TASK: Below are some records. Print exactly the lines between the one holding "successful login response." and the one holding "Contract list endpoint.", inclusive, and nothing else.

═══ PROVIDED ENTRIES ═══

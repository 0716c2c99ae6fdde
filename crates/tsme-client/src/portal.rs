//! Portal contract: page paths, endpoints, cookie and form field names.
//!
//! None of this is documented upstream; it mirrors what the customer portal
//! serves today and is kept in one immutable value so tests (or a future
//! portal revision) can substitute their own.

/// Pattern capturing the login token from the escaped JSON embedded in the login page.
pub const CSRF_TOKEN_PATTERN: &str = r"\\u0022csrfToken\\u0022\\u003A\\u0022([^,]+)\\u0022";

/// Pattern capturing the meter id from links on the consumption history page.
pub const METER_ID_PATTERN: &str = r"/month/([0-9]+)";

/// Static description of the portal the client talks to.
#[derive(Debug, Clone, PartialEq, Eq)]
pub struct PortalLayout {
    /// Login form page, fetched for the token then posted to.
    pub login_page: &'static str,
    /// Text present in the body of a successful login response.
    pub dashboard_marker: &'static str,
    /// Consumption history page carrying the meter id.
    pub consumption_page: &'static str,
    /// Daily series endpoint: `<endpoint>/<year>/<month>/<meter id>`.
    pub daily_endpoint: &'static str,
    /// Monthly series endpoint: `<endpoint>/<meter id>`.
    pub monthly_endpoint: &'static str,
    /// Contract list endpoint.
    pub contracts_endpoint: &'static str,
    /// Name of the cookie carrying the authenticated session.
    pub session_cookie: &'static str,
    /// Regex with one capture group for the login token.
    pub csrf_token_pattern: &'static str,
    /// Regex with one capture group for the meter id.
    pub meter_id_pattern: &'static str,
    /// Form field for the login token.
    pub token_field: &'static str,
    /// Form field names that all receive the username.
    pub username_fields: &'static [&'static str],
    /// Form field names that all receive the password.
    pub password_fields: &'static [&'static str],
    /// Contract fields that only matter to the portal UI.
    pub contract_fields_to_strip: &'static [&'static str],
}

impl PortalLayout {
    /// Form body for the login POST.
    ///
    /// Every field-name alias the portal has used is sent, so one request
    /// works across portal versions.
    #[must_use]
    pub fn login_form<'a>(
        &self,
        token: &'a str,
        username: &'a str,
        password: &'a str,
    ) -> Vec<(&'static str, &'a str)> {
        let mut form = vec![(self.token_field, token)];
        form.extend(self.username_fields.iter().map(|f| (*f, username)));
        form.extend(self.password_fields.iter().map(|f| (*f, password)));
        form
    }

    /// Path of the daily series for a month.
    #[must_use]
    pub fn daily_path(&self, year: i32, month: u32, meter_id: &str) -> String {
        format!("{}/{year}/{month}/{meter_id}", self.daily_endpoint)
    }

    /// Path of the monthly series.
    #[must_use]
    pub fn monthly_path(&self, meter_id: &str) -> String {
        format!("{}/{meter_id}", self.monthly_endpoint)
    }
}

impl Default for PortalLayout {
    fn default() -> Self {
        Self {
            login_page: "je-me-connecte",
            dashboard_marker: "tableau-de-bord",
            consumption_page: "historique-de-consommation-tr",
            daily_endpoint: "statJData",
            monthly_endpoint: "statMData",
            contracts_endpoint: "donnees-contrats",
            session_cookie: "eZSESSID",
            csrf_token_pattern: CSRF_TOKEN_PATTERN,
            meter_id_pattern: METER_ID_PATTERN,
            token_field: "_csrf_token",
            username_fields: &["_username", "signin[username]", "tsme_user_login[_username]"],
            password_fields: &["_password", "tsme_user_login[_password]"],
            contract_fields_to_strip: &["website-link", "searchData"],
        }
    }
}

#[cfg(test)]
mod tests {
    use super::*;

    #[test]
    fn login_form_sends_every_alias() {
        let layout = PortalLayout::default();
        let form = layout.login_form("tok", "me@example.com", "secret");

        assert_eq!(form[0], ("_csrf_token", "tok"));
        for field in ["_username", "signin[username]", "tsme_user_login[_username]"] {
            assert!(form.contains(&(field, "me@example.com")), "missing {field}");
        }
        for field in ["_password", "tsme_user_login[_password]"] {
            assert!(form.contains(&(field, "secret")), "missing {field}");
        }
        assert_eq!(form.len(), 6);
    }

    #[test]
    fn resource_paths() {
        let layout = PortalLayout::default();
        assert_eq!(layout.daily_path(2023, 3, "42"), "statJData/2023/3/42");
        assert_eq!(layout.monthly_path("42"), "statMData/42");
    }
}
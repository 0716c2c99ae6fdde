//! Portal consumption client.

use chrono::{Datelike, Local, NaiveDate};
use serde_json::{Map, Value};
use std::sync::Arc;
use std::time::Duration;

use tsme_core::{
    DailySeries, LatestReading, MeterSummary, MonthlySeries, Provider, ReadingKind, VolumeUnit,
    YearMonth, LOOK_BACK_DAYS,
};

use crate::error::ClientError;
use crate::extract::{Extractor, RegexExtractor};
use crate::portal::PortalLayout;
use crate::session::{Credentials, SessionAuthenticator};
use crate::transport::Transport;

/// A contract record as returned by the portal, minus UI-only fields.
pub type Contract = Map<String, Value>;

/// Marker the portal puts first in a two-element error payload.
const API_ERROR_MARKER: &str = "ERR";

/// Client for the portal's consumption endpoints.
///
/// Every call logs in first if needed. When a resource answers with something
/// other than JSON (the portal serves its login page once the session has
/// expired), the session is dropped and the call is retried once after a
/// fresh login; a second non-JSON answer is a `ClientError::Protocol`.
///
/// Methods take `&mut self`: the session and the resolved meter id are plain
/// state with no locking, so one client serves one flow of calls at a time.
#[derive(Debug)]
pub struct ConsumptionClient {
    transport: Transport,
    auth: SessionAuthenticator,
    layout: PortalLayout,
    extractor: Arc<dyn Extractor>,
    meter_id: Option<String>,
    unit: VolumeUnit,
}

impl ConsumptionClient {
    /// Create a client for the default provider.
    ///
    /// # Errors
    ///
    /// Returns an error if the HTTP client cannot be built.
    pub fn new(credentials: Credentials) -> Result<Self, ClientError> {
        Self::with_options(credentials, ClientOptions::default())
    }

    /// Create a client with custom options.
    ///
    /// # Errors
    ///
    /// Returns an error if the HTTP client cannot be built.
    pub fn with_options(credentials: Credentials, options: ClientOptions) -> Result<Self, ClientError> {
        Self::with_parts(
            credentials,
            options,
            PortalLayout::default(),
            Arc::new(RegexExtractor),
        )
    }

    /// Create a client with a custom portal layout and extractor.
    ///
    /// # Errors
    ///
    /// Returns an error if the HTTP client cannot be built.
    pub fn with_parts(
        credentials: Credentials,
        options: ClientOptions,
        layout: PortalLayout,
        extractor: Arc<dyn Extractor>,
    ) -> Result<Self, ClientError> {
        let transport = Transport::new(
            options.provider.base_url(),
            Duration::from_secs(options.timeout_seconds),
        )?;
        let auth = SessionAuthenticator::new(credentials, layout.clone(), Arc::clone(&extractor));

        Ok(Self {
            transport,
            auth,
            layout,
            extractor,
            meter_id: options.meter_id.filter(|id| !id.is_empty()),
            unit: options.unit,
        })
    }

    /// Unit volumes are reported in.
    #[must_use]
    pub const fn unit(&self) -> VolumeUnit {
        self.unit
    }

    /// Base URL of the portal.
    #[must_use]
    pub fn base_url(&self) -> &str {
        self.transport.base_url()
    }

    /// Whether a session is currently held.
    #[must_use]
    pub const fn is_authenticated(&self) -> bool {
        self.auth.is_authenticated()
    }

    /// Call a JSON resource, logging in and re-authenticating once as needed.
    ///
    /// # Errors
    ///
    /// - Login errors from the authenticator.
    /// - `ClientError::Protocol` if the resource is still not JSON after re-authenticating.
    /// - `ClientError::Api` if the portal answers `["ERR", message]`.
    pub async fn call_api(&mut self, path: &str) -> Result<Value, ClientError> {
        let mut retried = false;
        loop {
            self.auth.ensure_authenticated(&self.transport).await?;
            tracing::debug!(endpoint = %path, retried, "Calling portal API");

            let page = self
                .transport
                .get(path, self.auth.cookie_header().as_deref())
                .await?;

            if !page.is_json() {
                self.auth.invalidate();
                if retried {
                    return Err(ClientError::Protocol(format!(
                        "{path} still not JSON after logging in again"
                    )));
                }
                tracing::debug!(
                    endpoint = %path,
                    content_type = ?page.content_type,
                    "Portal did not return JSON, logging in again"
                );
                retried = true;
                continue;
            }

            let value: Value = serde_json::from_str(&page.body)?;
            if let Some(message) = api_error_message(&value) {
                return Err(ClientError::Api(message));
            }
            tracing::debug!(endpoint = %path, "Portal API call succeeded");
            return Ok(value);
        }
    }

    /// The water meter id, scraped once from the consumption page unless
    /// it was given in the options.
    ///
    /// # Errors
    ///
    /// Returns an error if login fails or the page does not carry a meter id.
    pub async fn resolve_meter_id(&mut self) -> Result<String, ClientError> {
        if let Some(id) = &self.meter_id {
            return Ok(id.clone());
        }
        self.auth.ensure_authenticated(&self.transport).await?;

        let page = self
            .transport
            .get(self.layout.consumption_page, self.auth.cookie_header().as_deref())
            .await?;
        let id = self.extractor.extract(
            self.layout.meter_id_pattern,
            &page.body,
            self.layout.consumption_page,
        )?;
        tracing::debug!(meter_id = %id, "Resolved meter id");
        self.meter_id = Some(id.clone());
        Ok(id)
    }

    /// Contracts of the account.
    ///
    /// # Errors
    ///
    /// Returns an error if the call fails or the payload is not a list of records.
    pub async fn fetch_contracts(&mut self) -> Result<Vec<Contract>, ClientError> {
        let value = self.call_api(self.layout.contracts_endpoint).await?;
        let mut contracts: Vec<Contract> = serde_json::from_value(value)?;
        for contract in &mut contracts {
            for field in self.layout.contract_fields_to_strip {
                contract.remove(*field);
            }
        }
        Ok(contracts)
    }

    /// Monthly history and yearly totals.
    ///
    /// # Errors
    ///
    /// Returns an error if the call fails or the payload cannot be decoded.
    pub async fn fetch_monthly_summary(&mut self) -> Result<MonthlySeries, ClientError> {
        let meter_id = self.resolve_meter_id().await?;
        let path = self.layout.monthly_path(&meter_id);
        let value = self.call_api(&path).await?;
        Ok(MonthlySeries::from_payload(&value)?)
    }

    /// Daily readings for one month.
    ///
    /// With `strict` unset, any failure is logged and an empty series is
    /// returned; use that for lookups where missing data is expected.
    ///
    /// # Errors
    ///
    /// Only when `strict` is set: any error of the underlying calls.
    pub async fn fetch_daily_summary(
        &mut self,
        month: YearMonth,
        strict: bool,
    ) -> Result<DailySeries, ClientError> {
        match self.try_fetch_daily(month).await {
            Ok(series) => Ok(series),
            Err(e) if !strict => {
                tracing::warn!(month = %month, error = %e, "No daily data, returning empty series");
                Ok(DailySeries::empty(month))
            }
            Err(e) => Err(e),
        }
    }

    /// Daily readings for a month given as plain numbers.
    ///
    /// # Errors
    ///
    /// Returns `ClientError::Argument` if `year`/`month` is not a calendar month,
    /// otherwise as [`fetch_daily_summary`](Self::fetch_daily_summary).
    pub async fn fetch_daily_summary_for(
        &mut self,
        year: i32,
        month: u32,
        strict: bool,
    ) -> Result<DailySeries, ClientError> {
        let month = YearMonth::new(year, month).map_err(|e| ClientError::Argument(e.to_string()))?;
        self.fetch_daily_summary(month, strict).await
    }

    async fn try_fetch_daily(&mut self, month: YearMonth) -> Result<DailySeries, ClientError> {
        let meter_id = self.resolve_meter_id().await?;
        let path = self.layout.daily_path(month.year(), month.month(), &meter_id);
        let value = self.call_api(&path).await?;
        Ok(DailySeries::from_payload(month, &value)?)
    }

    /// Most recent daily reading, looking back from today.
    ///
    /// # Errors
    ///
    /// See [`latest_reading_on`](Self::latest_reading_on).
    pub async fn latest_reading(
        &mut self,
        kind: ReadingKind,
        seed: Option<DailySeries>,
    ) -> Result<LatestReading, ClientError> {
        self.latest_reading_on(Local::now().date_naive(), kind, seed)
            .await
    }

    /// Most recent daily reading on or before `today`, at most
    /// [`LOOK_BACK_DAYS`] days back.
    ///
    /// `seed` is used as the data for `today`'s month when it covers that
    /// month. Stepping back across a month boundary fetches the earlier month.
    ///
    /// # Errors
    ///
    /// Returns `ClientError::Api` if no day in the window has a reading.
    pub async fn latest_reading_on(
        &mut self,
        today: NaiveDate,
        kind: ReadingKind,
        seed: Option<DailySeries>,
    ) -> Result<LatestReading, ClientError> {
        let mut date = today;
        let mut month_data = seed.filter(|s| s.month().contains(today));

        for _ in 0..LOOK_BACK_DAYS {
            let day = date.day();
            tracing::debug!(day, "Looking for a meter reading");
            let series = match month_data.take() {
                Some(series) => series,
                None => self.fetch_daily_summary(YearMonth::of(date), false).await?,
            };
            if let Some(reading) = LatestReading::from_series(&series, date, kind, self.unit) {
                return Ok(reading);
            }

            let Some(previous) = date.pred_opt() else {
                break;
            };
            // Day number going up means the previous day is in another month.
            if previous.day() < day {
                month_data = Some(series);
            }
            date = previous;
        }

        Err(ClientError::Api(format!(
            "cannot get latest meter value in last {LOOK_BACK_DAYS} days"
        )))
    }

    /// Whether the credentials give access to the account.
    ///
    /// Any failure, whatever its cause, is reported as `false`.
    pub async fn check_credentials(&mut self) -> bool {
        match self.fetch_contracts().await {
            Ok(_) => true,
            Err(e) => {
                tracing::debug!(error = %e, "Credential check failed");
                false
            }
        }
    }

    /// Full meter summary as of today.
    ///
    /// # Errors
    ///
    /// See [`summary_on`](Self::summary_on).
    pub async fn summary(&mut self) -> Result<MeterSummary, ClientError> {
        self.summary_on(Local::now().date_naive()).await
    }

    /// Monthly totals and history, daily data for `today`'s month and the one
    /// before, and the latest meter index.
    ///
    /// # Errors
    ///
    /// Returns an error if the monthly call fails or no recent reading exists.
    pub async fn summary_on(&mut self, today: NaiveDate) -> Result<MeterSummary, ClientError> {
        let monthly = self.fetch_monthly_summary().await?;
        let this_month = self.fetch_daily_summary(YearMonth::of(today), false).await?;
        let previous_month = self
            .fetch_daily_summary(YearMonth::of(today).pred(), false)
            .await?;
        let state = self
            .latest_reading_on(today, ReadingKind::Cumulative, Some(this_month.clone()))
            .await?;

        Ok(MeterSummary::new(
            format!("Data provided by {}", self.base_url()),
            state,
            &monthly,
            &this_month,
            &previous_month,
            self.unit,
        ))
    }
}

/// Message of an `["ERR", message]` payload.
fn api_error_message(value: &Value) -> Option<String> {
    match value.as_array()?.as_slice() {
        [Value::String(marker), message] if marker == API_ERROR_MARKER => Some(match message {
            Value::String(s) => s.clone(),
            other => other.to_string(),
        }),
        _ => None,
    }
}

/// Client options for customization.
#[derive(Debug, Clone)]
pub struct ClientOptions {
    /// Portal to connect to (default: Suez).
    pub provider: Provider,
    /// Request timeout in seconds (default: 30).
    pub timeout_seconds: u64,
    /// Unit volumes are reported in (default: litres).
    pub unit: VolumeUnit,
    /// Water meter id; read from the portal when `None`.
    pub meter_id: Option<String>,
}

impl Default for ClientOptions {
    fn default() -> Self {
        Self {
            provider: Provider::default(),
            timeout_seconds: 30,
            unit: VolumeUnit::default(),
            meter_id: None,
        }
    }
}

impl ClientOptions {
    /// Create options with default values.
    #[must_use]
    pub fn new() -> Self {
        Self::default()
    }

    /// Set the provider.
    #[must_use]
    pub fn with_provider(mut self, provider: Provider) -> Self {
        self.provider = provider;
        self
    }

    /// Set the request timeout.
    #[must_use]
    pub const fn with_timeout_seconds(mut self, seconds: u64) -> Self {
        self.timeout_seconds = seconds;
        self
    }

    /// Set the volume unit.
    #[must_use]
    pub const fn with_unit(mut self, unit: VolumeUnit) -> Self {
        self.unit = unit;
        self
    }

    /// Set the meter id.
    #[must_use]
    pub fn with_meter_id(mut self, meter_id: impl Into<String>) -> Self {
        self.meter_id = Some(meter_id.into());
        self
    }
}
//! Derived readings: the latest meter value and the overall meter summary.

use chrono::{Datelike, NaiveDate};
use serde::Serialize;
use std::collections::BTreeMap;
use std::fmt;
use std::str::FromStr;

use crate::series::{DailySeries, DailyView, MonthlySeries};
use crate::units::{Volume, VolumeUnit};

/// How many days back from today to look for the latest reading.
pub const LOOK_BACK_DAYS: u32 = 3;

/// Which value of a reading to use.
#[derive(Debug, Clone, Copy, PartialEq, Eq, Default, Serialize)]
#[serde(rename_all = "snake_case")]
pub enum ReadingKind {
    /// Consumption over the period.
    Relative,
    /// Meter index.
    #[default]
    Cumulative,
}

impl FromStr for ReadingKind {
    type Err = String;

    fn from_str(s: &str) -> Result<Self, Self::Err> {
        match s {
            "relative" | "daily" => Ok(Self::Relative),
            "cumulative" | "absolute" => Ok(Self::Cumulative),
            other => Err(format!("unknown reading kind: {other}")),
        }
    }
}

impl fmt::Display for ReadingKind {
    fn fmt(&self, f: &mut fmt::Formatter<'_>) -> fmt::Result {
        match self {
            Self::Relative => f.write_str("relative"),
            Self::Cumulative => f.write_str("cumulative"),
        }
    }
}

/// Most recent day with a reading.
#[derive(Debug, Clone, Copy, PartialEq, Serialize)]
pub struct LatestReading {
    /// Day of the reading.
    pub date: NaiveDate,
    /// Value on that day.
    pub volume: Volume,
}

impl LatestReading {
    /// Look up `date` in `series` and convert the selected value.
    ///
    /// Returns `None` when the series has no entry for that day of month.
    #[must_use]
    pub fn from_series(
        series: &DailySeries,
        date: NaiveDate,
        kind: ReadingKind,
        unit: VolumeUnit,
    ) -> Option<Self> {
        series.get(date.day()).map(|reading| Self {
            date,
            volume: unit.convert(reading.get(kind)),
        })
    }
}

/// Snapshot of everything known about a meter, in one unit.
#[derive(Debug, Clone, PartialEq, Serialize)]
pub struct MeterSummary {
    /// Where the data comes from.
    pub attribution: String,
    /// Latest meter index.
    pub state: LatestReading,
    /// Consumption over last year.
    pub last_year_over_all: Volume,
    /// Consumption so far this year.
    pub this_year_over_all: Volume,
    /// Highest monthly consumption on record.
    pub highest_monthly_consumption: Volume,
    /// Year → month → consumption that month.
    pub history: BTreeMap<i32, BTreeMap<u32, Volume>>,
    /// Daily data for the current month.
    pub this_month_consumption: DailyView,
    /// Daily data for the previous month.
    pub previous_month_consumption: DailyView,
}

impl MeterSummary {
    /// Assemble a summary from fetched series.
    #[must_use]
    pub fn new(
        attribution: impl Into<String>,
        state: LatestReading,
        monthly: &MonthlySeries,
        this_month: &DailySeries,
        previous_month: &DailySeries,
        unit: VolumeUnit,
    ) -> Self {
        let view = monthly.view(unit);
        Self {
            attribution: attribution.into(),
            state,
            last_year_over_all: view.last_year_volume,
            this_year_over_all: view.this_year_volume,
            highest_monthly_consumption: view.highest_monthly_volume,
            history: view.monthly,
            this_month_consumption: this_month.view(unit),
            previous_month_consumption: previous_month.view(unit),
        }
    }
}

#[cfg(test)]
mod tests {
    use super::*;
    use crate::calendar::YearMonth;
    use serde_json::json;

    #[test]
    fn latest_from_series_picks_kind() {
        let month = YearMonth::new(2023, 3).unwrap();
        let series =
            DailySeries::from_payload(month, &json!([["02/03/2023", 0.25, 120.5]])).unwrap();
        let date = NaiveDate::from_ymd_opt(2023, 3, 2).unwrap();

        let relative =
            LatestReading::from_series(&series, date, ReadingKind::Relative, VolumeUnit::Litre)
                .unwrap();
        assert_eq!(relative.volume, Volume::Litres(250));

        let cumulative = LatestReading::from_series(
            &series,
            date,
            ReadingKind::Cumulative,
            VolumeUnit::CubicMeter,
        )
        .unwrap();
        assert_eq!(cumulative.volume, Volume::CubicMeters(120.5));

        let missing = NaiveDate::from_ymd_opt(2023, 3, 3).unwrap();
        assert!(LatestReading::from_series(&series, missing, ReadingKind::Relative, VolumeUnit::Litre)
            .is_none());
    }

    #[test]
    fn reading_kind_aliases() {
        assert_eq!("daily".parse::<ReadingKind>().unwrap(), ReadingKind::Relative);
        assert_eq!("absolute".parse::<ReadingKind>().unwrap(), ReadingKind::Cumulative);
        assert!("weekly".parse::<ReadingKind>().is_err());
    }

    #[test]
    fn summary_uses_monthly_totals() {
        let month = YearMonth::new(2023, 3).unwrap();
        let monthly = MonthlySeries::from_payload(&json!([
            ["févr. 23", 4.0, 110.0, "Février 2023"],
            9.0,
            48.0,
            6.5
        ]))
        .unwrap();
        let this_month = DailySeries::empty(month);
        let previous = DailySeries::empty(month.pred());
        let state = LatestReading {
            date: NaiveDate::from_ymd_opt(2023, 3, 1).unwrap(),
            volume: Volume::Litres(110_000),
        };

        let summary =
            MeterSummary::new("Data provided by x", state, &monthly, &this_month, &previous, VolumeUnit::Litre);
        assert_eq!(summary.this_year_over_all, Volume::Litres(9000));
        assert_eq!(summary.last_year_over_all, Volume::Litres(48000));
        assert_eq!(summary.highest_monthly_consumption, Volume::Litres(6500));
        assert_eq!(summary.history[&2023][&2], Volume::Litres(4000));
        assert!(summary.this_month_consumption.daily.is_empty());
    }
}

═══

REPLY TO THE TASK:
    /// Text present in the body of a successful login response.
    pub dashboard_marker: &'static str,
    /// Consumption history page carrying the meter id.
    pub consumption_page: &'static str,
    /// Daily series endpoint: `<endpoint>/<year>/<month>/<meter id>`.
    pub daily_endpoint: &'static str,
    /// Monthly series endpoint: `<endpoint>/<meter id>`.
    pub monthly_endpoint: &'static str,
    /// Contract list endpoint.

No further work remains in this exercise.